> _SOURCE MATERIAL_
+++++
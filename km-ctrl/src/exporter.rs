use std::net::SocketAddr;

use km_core::metrics::PrometheusRecorder;
use metrics::{
    counter,
    gauge,
};
use rocket::State;

pub const RECONCILES_COUNTER: &str = "kmake_reconciles_total";
pub const LEADER_GAUGE: &str = "kmake_leader";

pub fn record_outcome(kind: &str, ok: bool) {
    let result = if ok { "ok" } else { "error" };
    counter!(RECONCILES_COUNTER, "kind" => kind.to_string(), "result" => result).increment(1);
}

pub fn set_leader(leader: bool) {
    gauge!(LEADER_GAUGE).set(if leader { 1.0 } else { 0.0 });
}

// "0" turns the endpoint off
pub fn parse_metrics_addr(addr: &str) -> anyhow::Result<Option<SocketAddr>> {
    match addr {
        "0" => Ok(None),
        addr => Ok(Some(addr.parse()?)),
    }
}

#[rocket::get("/metrics")]
fn scrape(recorder: &State<PrometheusRecorder>) -> String {
    recorder.render()
}

#[rocket::get("/healthz")]
fn healthz() -> &'static str {
    "ok"
}

pub fn build_server(addr: SocketAddr, recorder: PrometheusRecorder) -> rocket::Rocket<rocket::Build> {
    let config = rocket::Config {
        address: addr.ip(),
        port: addr.port(),
        log_level: rocket::config::LogLevel::Critical,
        ..Default::default()
    };
    rocket::custom(&config)
        .mount("/", rocket::routes![scrape, healthz])
        .manage(recorder)
}
use tracing_subscriber::fmt::format::FmtSpan;

pub fn setup(env_filter: &str, json: bool) {
    let builder = tracing_subscriber::fmt()
        .with_file(true)
        .with_line_number(true)
        .with_span_events(FmtSpan::NEW)
        .with_target(false)
        .with_env_filter(env_filter);

    if json {
        builder.json().init();
    } else {
        builder.compact().init();
    }
}
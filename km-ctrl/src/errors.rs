use std::ops::Deref;

use km_core::errors::*;

// anyhow::Error doesn't implement std::error::Error, but the reconcile functions have to return
// something that does; wrap it, and deref back to the anyhow::Error wherever we care.
#[derive(Debug, Error)]
#[error(transparent)]
pub struct AnyhowError(#[from] anyhow::Error);

impl Deref for AnyhowError {
    type Target = anyhow::Error;

    fn deref(&self) -> &Self::Target {
        &self.0
    }
}

err_impl! {KmakeControllerError,
    #[error("job template for {0} has no containers")]
    MissingContainer(String),

    #[error("child resource has not been recorded: {0}")]
    MissingChild(String),
}
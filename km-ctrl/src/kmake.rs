use std::ops::Deref;
use std::sync::Arc;

use km_core::k8s::{
    add_finalizer,
    delete_collection_ignore_not_found,
    label_selector,
    namespaced_api,
    remove_finalizer,
};
use km_core::prelude::*;
use kube::api::ListParams;
use kube::runtime::controller::Action;
use tracing::*;

use crate::children::ensure_child;
use crate::context::KmakeContext;
use crate::errors::*;
use crate::lifecycle::*;
use crate::objects::*;
use crate::status::{
    record,
    record_runs,
};

fn runs_selector(kmake: &Kmake) -> ListParams {
    ListParams::default().labels(&label_selector(&[(KMAKE_LABEL_KEY, &kmake.name_any())]))
}

// Runs are labelled with (rather than just owned by) their Kmake, so they have to be removed
// explicitly; the finalizer stays until none are left.
async fn cleanup(ctx: &KmakeContext, kmake: &mut Kmake) -> anyhow::Result<Action> {
    record(ctx, kmake, Phase::Delete, SubResourceKind::Runs, None).await?;

    let runs_api = namespaced_api::<KmakeRun, Kmake>(&ctx.client, kmake)?;
    let lp = runs_selector(kmake);
    delete_collection_ignore_not_found(&runs_api, &lp).await?;

    let remaining = runs_api.list(&lp).await?.items.len();
    if remaining > 0 {
        info!("waiting for {remaining} run(s) of {} to go away", kmake.namespaced_name());
        return Ok(Action::requeue(REQUEUE_CASCADE));
    }

    remove_finalizer(&ctx.client, kmake).await?;
    Ok(Action::await_change())
}

async fn sync_runs(ctx: &KmakeContext, kmake: &mut Kmake) -> EmptyResult {
    let runs_api = namespaced_api::<KmakeRun, Kmake>(&ctx.client, kmake)?;
    let runs = runs_api.list(&runs_selector(kmake)).await?.items;
    record_runs(ctx, kmake, run_manifests(&runs)).await
}

pub(crate) async fn reconcile_kmake(ctx: &KmakeContext, kmake: &mut Kmake) -> anyhow::Result<Action> {
    if kmake.is_being_deleted() {
        if kmake.has_finalizer() {
            return cleanup(ctx, kmake).await;
        }
        return Ok(Action::await_change());
    }

    if !kmake.has_finalizer() {
        add_finalizer(&ctx.client, kmake).await?;
        return Ok(Action::await_change());
    }

    let env_map = build_env_configmap(kmake, &kmake.spec.variables)?;
    if ensure_child(ctx, kmake, SubResourceKind::EnvMap, env_map, configmap_differs).await?.is_none() {
        return Ok(Action::requeue(REQUEUE_NOW));
    }

    let rules_map = build_rules_configmap(kmake)?;
    if ensure_child(ctx, kmake, SubResourceKind::KmakeMap, rules_map, configmap_differs).await?.is_none() {
        return Ok(Action::requeue(REQUEUE_NOW));
    }

    let desired_claim = build_storage_claim(kmake)?;
    let Some(claim) = ensure_child(ctx, kmake, SubResourceKind::Pvc, desired_claim, claim_differs).await? else {
        return Ok(Action::requeue(REQUEUE_NOW));
    };

    let claim_name = claim.name_any();
    if !is_claim_bound(&claim) {
        record(ctx, kmake, Phase::BackOff, SubResourceKind::Pvc, Some(&claim_name)).await?;
        return Ok(Action::requeue(REQUEUE_BACKOFF));
    }

    let backed_off = kmake.phase() == Some(Phase::BackOff)
        && kmake
            .kmake_status()
            .and_then(|s| s.last_action.as_ref())
            .is_some_and(|a| a.kind == SubResourceKind::Pvc);
    if backed_off {
        record(ctx, kmake, Phase::Provision, SubResourceKind::Pvc, Some(&claim_name)).await?;
    }

    sync_runs(ctx, kmake).await?;
    record(ctx, kmake, Phase::Ready, SubResourceKind::Main, None).await?;
    Ok(Action::await_change())
}

#[instrument(parent=None, skip_all, fields(kmake=kmake.name_any()))]
pub async fn reconcile(kmake: Arc<Kmake>, ctx: Arc<KmakeContext>) -> Result<Action, AnyhowError> {
    let Some(mut kmake) = refetch(&ctx, kmake.deref()).await? else {
        return Ok(Action::await_change());
    };

    Ok(reconcile_kmake(&ctx, &mut kmake).await?)
}

use km_testutils::*;
use rstest::*;

use super::*;
use crate::prelude::*;
use std::fmt::Write;
use std::sync::Arc;
use std::sync::atomic::Ordering;

use metrics::{
    Counter,
    Gauge,
    Histogram,
    Key,
    KeyName,
    Metadata,
    Recorder,
    SharedString,
    Unit,
};
use metrics_util::registry::{
    AtomicStorage,
    Registry,
};

/// In-process metrics store that renders itself in the Prometheus text exposition format.
/// Histograms are accepted but not exported.
#[derive(Clone)]
pub struct PrometheusRecorder {
    registry: Arc<Registry<Key, AtomicStorage>>,
}

fn render_key(key: &Key) -> String {
    let labels: Vec<_> = key.labels().map(|l| format!("{}=\"{}\"", l.key(), l.value())).collect();
    if labels.is_empty() {
        key.name().into()
    } else {
        format!("{}{{{}}}", key.name(), labels.join(","))
    }
}

impl PrometheusRecorder {
    pub fn new() -> PrometheusRecorder {
        PrometheusRecorder { registry: Arc::new(Registry::atomic()) }
    }

    pub fn install(&self) -> anyhow::Result<()> {
        metrics::set_global_recorder(self.clone())?;
        Ok(())
    }

    // Lines are sorted so that scrapes are stable
    pub fn render(&self) -> String {
        let mut lines = vec![];
        self.registry.visit_counters(|key, counter| {
            lines.push(format!("{} {}", render_key(key), counter.load(Ordering::Relaxed)));
        });
        self.registry.visit_gauges(|key, gauge| {
            lines.push(format!("{} {}", render_key(key), f64::from_bits(gauge.load(Ordering::Relaxed))));
        });
        lines.sort();

        lines.into_iter().fold(String::new(), |mut out, line| {
            let _ = writeln!(out, "{line}");
            out
        })
    }
}

impl Default for PrometheusRecorder {
    fn default() -> Self {
        Self::new()
    }
}

impl Recorder for PrometheusRecorder {
    fn describe_counter(&self, _key: KeyName, _unit: Option<Unit>, _description: SharedString) {}

    fn describe_gauge(&self, _key: KeyName, _unit: Option<Unit>, _description: SharedString) {}

    fn describe_histogram(&self, _key: KeyName, _unit: Option<Unit>, _description: SharedString) {}

    fn register_counter(&self, key: &Key, _metadata: &Metadata<'_>) -> Counter {
        self.registry.get_or_create_counter(key, |c| Counter::from_arc(c.clone()))
    }

    fn register_gauge(&self, key: &Key, _metadata: &Metadata<'_>) -> Gauge {
        self.registry.get_or_create_gauge(key, |g| Gauge::from_arc(g.clone()))
    }

    fn register_histogram(&self, key: &Key, _metadata: &Metadata<'_>) -> Histogram {
        self.registry.get_or_create_histogram(key, |h| Histogram::from_arc(h.clone()))
    }
}
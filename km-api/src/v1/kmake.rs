use std::collections::BTreeMap;
use std::fmt;

use k8s_openapi::api::batch::v1 as batchv1;
use k8s_openapi::api::core::v1 as corev1;
use kube::CustomResource;
use schemars::JsonSchema;
use serde::{
    Deserialize,
    Serialize,
};

use super::*;

#[derive(Clone, Debug, Default, Deserialize, Eq, JsonSchema, PartialEq, Serialize)]
#[serde(rename_all = "camelCase")]
pub struct KmakeRule {
    #[serde(default)]
    pub targets: Vec<String>,

    #[serde(default)]
    pub double_colon: bool,

    #[serde(default, skip_serializing_if = "String::is_empty")]
    pub target_pattern: String,

    #[serde(default)]
    pub prereqs: Vec<String>,

    #[serde(default)]
    pub commands: Vec<String>,
}

impl fmt::Display for KmakeRule {
    fn fmt(&self, f: &mut fmt::Formatter<'_>) -> fmt::Result {
        let sep = if self.double_colon { "::" } else { ":" };
        write!(f, "{}{sep} ", self.targets.join(" "))?;
        if !self.target_pattern.is_empty() {
            write!(f, "{}: ", self.target_pattern)?;
        }
        writeln!(f, "{}", self.prereqs.join(" "))?;
        for cmd in &self.commands {
            writeln!(f, "\t{cmd}")?;
        }
        writeln!(f)
    }
}

#[derive(Clone, CustomResource, Debug, Default, Deserialize, JsonSchema, Serialize)]
#[kube(group = "bythepowerof.github.com", version = "v1", kind = "Kmake", namespaced)]
#[kube(shortname = "km")]
#[kube(status = "KmakeStatus")]
#[kube(printcolumn = r#"{"name":"status", "type":"string", "description":"last recorded transition", "jsonPath":".status.status"}"#)]
#[serde(rename_all = "camelCase")]
pub struct KmakeSpec {
    #[serde(default)]
    pub variables: BTreeMap<String, String>,

    #[serde(default)]
    pub rules: Vec<KmakeRule>,

    #[serde(default)]
    pub storage_template: corev1::PersistentVolumeClaimSpec,

    #[serde(default)]
    pub job_template: batchv1::JobTemplateSpec,
}

impl KmakeSpec {
    pub fn to_makefile(&self) -> String {
        self.rules.iter().map(|r| r.to_string()).collect()
    }
}

impl Kmake {
    /// Whether every child a job needs to mount has been created.
    pub fn is_provisioned(&self) -> bool {
        [SubResourceKind::EnvMap, SubResourceKind::KmakeMap, SubResourceKind::Pvc]
            .iter()
            .all(|kind| self.child(*kind).is_some())
    }
}
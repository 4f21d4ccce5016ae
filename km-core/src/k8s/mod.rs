mod finalizers;
mod lease;
mod util;

pub use finalizers::*;
pub use lease::*;
pub use util::*;

use crate::errors::*;

err_impl! {KubernetesError,
    #[error("object has no namespace: {0}")]
    MissingNamespace(String),

    #[error("could not build owner reference for {0} (no uid?)")]
    MissingOwnerRef(String),
}

pub trait KubeResourceExt {
    fn namespaced_name(&self) -> String;
    fn labels_match(&self, other: &Self) -> bool;
}

#[cfg(test)]
pub mod tests;
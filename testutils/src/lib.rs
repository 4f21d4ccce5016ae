mod constants;
mod fake;
mod objs;

pub use constants::*;
pub use fake::*;
pub use objs::*;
+++++
> _REQUIRED WORK_
Having output the line that contains "pub struct AnyhowError(#[from]", stop. Every line before it, back to the first line of the data, must be reproduced exactly.

> _OUTPUT OF THE EXERCISE_
filename km-ctrl/src/exporter.rs
use std::net::SocketAddr;

use km_core::metrics::PrometheusRecorder;
use metrics::{
    counter,
    gauge,
};
use rocket::State;

pub const RECONCILES_COUNTER: &str = "kmake_reconciles_total";
pub const LEADER_GAUGE: &str = "kmake_leader";

pub fn record_outcome(kind: &str, ok: bool) {
    let result = if ok { "ok" } else { "error" };
    counter!(RECONCILES_COUNTER, "kind" => kind.to_string(), "result" => result).increment(1);
}

pub fn set_leader(leader: bool) {
    gauge!(LEADER_GAUGE).set(if leader { 1.0 } else { 0.0 });
}

// "0" turns the endpoint off
pub fn parse_metrics_addr(addr: &str) -> anyhow::Result<Option<SocketAddr>> {
    match addr {
        "0" => Ok(None),
        addr => Ok(Some(addr.parse()?)),
    }
}

#[rocket::get("/metrics")]
fn scrape(recorder: &State<PrometheusRecorder>) -> String {
    recorder.render()
}

#[rocket::get("/healthz")]
fn healthz() -> &'static str {
    "ok"
}

pub fn build_server(addr: SocketAddr, recorder: PrometheusRecorder) -> rocket::Rocket<rocket::Build> {
    let config = rocket::Config {
        address: addr.ip(),
        port: addr.port(),
        log_level: rocket::config::LogLevel::Critical,
        ..Default::default()
    };
    rocket::custom(&config)
        .mount("/", rocket::routes![scrape, healthz])
        .manage(recorder)
}
use tracing_subscriber::fmt::format::FmtSpan;

pub fn setup(env_filter: &str, json: bool) {
    let builder = tracing_subscriber::fmt()
        .with_file(true)
        .with_line_number(true)
        .with_span_events(FmtSpan::NEW)
        .with_target(false)
        .with_env_filter(env_filter);

    if json {
        builder.json().init();
    } else {
        builder.compact().init();
    }
}
filename km-ctrl/src/errors.rs
use std::ops::Deref;

use km_core::errors::*;

// anyhow::Error doesn't implement std::error::Error, but the reconcile functions have to return
// something that does; wrap it, and deref back to the anyhow::Error wherever we care.
#[derive(Debug, Error)]
#[error(transparent)]
pub struct AnyhowError(#[from] anyhow::Error);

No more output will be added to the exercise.